● WHAT THE TASK REQUIRES
Can you quote, word for word, every line from the first line of the records below through the line containing "pub fn parse(config: &ScalerConfig)", and nothing else?

[Collected data entries]
────

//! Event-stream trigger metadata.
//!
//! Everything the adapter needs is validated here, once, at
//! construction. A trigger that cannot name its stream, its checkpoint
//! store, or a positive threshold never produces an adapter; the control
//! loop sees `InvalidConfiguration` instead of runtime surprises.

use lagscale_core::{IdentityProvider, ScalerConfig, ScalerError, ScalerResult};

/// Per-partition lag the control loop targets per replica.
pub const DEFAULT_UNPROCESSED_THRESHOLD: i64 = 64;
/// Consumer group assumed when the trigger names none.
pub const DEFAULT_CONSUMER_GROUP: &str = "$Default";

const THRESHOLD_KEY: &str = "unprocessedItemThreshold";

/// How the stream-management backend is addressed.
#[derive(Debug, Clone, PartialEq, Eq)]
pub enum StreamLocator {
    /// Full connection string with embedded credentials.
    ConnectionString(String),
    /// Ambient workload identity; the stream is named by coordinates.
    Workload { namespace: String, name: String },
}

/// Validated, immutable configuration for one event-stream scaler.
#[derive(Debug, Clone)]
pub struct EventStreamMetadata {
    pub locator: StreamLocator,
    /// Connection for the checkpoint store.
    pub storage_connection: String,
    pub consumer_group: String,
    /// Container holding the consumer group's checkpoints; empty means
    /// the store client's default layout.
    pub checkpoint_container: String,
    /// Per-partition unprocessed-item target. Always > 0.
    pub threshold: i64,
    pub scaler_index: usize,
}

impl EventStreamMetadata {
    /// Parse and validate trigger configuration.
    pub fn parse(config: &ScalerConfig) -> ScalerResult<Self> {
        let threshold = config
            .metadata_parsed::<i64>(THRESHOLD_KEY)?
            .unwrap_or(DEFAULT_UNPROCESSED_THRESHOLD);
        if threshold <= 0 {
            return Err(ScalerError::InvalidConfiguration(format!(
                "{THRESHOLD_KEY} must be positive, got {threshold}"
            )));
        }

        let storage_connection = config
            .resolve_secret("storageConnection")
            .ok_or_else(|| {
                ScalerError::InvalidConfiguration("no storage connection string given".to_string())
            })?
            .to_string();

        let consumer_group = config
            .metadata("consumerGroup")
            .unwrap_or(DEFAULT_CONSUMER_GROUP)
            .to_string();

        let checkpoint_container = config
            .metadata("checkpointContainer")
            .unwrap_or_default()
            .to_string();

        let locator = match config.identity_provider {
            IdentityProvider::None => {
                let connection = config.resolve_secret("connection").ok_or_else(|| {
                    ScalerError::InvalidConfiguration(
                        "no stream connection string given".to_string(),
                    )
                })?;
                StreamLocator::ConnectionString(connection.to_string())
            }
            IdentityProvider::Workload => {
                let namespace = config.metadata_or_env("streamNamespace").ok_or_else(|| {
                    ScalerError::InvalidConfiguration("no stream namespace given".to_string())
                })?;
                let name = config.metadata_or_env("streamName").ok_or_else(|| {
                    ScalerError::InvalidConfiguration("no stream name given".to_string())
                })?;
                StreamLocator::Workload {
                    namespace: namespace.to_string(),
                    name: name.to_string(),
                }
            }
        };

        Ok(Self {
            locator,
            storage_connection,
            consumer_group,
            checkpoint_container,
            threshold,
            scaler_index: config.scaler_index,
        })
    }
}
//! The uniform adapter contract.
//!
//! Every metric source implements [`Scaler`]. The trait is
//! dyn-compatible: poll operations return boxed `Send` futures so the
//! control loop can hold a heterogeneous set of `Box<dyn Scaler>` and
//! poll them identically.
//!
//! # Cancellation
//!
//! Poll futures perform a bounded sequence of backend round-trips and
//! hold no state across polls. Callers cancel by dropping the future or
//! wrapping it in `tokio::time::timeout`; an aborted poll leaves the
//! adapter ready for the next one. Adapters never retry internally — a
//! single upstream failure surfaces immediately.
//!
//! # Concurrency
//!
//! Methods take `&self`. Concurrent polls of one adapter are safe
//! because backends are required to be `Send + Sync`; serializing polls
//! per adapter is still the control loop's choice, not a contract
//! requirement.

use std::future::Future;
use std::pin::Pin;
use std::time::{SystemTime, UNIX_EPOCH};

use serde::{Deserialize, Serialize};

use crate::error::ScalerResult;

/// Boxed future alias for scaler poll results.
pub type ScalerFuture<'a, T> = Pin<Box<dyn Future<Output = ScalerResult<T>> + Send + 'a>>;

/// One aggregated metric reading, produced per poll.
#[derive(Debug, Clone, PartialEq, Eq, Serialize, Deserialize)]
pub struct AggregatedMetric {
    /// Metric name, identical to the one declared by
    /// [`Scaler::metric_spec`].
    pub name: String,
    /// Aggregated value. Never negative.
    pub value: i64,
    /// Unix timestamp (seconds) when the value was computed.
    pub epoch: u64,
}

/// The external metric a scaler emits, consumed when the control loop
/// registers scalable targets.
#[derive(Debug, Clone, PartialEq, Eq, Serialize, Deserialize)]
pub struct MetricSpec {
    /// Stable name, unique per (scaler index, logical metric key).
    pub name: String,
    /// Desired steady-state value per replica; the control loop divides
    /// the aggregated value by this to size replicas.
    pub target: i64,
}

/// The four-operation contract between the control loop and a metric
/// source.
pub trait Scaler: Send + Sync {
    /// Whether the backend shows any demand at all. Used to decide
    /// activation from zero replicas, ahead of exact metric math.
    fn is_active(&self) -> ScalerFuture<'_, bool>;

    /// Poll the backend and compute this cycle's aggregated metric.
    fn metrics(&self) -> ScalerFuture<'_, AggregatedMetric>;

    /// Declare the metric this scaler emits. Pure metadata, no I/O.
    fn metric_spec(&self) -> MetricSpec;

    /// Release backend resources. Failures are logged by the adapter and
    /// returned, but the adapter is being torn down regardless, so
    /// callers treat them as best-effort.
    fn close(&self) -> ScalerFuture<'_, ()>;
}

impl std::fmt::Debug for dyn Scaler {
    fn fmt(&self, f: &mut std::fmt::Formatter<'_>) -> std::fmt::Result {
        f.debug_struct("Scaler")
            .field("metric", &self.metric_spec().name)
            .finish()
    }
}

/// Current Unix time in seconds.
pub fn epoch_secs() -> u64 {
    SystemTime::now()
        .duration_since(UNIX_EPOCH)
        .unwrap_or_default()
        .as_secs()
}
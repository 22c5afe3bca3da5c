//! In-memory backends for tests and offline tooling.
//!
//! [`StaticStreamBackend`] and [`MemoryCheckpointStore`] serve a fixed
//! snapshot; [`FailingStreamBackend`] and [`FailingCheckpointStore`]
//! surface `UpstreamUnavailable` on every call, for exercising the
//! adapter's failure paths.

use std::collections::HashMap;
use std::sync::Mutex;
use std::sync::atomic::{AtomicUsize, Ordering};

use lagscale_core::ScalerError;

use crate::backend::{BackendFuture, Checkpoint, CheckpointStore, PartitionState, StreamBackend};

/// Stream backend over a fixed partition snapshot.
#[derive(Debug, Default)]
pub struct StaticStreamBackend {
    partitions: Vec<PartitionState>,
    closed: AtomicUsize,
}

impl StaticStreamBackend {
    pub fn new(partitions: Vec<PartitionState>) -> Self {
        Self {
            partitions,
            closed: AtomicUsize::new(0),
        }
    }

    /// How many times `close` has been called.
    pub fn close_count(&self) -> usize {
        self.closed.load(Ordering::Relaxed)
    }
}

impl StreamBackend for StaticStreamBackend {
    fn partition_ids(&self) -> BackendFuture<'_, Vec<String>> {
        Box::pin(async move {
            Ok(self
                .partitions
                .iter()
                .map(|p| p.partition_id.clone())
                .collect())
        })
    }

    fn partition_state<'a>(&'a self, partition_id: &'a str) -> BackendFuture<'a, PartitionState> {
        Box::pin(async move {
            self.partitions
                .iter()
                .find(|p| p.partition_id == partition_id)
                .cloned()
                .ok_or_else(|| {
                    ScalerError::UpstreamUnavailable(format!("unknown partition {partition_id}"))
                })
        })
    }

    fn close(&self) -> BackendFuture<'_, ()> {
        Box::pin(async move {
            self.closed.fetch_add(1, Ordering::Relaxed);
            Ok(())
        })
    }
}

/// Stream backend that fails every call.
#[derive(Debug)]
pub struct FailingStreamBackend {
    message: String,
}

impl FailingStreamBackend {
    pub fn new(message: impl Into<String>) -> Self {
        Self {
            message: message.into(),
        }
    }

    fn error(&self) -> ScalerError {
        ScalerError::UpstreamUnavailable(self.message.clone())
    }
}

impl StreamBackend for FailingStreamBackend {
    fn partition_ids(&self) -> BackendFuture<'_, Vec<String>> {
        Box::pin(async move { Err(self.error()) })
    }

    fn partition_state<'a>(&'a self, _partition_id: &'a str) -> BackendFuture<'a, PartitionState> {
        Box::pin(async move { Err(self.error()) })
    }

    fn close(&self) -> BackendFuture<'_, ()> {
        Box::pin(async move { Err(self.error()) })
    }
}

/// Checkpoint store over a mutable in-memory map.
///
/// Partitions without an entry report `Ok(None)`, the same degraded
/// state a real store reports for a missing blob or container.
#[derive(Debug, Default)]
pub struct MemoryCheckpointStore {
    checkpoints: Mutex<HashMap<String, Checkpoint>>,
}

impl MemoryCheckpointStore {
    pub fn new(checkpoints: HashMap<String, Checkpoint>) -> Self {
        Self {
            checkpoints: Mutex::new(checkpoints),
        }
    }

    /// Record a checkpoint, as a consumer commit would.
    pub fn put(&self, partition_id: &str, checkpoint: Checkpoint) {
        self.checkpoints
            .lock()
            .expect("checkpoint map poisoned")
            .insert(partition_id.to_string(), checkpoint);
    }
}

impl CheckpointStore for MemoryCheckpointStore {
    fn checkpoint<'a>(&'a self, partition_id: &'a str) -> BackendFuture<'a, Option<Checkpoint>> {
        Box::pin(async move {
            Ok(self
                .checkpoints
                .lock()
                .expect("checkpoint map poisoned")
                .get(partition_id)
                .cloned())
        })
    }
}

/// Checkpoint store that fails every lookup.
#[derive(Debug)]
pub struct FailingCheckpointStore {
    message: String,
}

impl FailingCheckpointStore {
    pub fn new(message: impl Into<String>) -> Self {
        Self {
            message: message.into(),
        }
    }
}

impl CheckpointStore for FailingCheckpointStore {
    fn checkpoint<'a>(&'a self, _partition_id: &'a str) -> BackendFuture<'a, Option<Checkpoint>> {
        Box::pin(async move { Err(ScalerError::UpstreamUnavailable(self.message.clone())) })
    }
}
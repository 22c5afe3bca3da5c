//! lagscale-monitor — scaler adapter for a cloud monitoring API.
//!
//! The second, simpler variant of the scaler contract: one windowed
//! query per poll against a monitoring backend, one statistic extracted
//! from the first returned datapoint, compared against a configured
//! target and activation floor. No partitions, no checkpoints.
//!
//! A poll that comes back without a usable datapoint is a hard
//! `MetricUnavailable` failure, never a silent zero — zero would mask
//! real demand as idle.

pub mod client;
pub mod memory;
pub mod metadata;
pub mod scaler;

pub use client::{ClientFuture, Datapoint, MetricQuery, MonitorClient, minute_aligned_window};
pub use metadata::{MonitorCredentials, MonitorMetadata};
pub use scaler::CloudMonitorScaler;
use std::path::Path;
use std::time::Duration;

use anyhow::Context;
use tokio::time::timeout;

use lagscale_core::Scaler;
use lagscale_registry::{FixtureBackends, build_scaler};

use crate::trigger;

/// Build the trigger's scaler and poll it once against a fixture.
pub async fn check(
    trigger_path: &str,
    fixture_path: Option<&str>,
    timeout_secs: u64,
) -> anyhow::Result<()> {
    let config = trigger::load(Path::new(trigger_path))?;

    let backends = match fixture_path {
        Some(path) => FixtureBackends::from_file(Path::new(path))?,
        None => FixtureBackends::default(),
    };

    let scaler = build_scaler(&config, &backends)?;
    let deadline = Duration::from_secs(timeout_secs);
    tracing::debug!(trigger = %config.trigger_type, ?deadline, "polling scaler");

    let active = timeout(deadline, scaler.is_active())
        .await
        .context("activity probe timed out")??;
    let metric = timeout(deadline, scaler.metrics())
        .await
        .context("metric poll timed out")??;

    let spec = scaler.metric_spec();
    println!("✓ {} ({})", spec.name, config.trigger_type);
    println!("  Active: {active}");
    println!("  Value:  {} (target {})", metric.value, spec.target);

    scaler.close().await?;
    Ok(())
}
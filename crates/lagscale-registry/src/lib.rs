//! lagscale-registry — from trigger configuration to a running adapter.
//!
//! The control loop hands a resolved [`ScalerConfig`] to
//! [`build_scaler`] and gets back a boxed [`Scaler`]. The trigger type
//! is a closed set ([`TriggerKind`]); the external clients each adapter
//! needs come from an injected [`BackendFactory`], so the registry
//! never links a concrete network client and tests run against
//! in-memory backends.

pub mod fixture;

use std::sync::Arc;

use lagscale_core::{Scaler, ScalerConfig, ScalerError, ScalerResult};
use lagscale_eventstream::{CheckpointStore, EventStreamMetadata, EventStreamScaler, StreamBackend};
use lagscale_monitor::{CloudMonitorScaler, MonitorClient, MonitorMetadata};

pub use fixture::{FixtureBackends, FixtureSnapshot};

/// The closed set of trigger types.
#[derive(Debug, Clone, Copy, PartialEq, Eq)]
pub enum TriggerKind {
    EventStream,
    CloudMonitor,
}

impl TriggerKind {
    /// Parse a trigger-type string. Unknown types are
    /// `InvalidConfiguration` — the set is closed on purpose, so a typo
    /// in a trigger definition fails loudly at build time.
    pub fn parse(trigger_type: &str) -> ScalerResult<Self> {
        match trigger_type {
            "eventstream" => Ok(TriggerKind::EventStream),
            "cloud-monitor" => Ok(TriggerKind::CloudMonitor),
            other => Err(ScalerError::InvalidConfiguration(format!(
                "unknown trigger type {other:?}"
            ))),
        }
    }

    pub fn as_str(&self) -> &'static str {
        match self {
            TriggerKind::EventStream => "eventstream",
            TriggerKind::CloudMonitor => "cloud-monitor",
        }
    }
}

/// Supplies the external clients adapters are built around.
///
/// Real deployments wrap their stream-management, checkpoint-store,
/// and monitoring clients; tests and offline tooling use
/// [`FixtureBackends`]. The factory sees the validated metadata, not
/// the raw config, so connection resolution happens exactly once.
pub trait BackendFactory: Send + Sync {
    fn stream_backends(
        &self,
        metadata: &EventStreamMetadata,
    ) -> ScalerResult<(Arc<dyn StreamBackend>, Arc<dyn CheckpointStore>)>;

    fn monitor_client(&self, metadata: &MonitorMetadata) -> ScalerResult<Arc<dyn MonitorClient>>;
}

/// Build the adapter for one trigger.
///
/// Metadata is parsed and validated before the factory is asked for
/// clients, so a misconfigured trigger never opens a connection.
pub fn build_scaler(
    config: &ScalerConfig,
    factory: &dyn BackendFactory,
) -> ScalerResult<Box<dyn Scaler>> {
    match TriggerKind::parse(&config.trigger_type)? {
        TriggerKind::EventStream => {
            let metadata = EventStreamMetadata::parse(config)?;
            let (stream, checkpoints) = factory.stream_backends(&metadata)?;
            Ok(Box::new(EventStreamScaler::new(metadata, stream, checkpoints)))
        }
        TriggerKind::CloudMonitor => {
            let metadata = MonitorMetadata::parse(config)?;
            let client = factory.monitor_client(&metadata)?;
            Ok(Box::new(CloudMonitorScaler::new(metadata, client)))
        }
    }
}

────

● OUTPUT
//! Event-stream trigger metadata.
//!
//! Everything the adapter needs is validated here, once, at
//! construction. A trigger that cannot name its stream, its checkpoint
//! store, or a positive threshold never produces an adapter; the control
//! loop sees `InvalidConfiguration` instead of runtime surprises.

use lagscale_core::{IdentityProvider, ScalerConfig, ScalerError, ScalerResult};

/// Per-partition lag the control loop targets per replica.
pub const DEFAULT_UNPROCESSED_THRESHOLD: i64 = 64;
/// Consumer group assumed when the trigger names none.
pub const DEFAULT_CONSUMER_GROUP: &str = "$Default";

const THRESHOLD_KEY: &str = "unprocessedItemThreshold";

/// How the stream-management backend is addressed.
#[derive(Debug, Clone, PartialEq, Eq)]
pub enum StreamLocator {
    /// Full connection string with embedded credentials.
    ConnectionString(String),
    /// Ambient workload identity; the stream is named by coordinates.
    Workload { namespace: String, name: String },
}

/// Validated, immutable configuration for one event-stream scaler.
#[derive(Debug, Clone)]
pub struct EventStreamMetadata {
    pub locator: StreamLocator,
    /// Connection for the checkpoint store.
    pub storage_connection: String,
    pub consumer_group: String,
    /// Container holding the consumer group's checkpoints; empty means
    /// the store client's default layout.
    pub checkpoint_container: String,
    /// Per-partition unprocessed-item target. Always > 0.
    pub threshold: i64,
    pub scaler_index: usize,
}

impl EventStreamMetadata {
    /// Parse and validate trigger configuration.
    pub fn parse(config: &ScalerConfig) -> ScalerResult<Self> {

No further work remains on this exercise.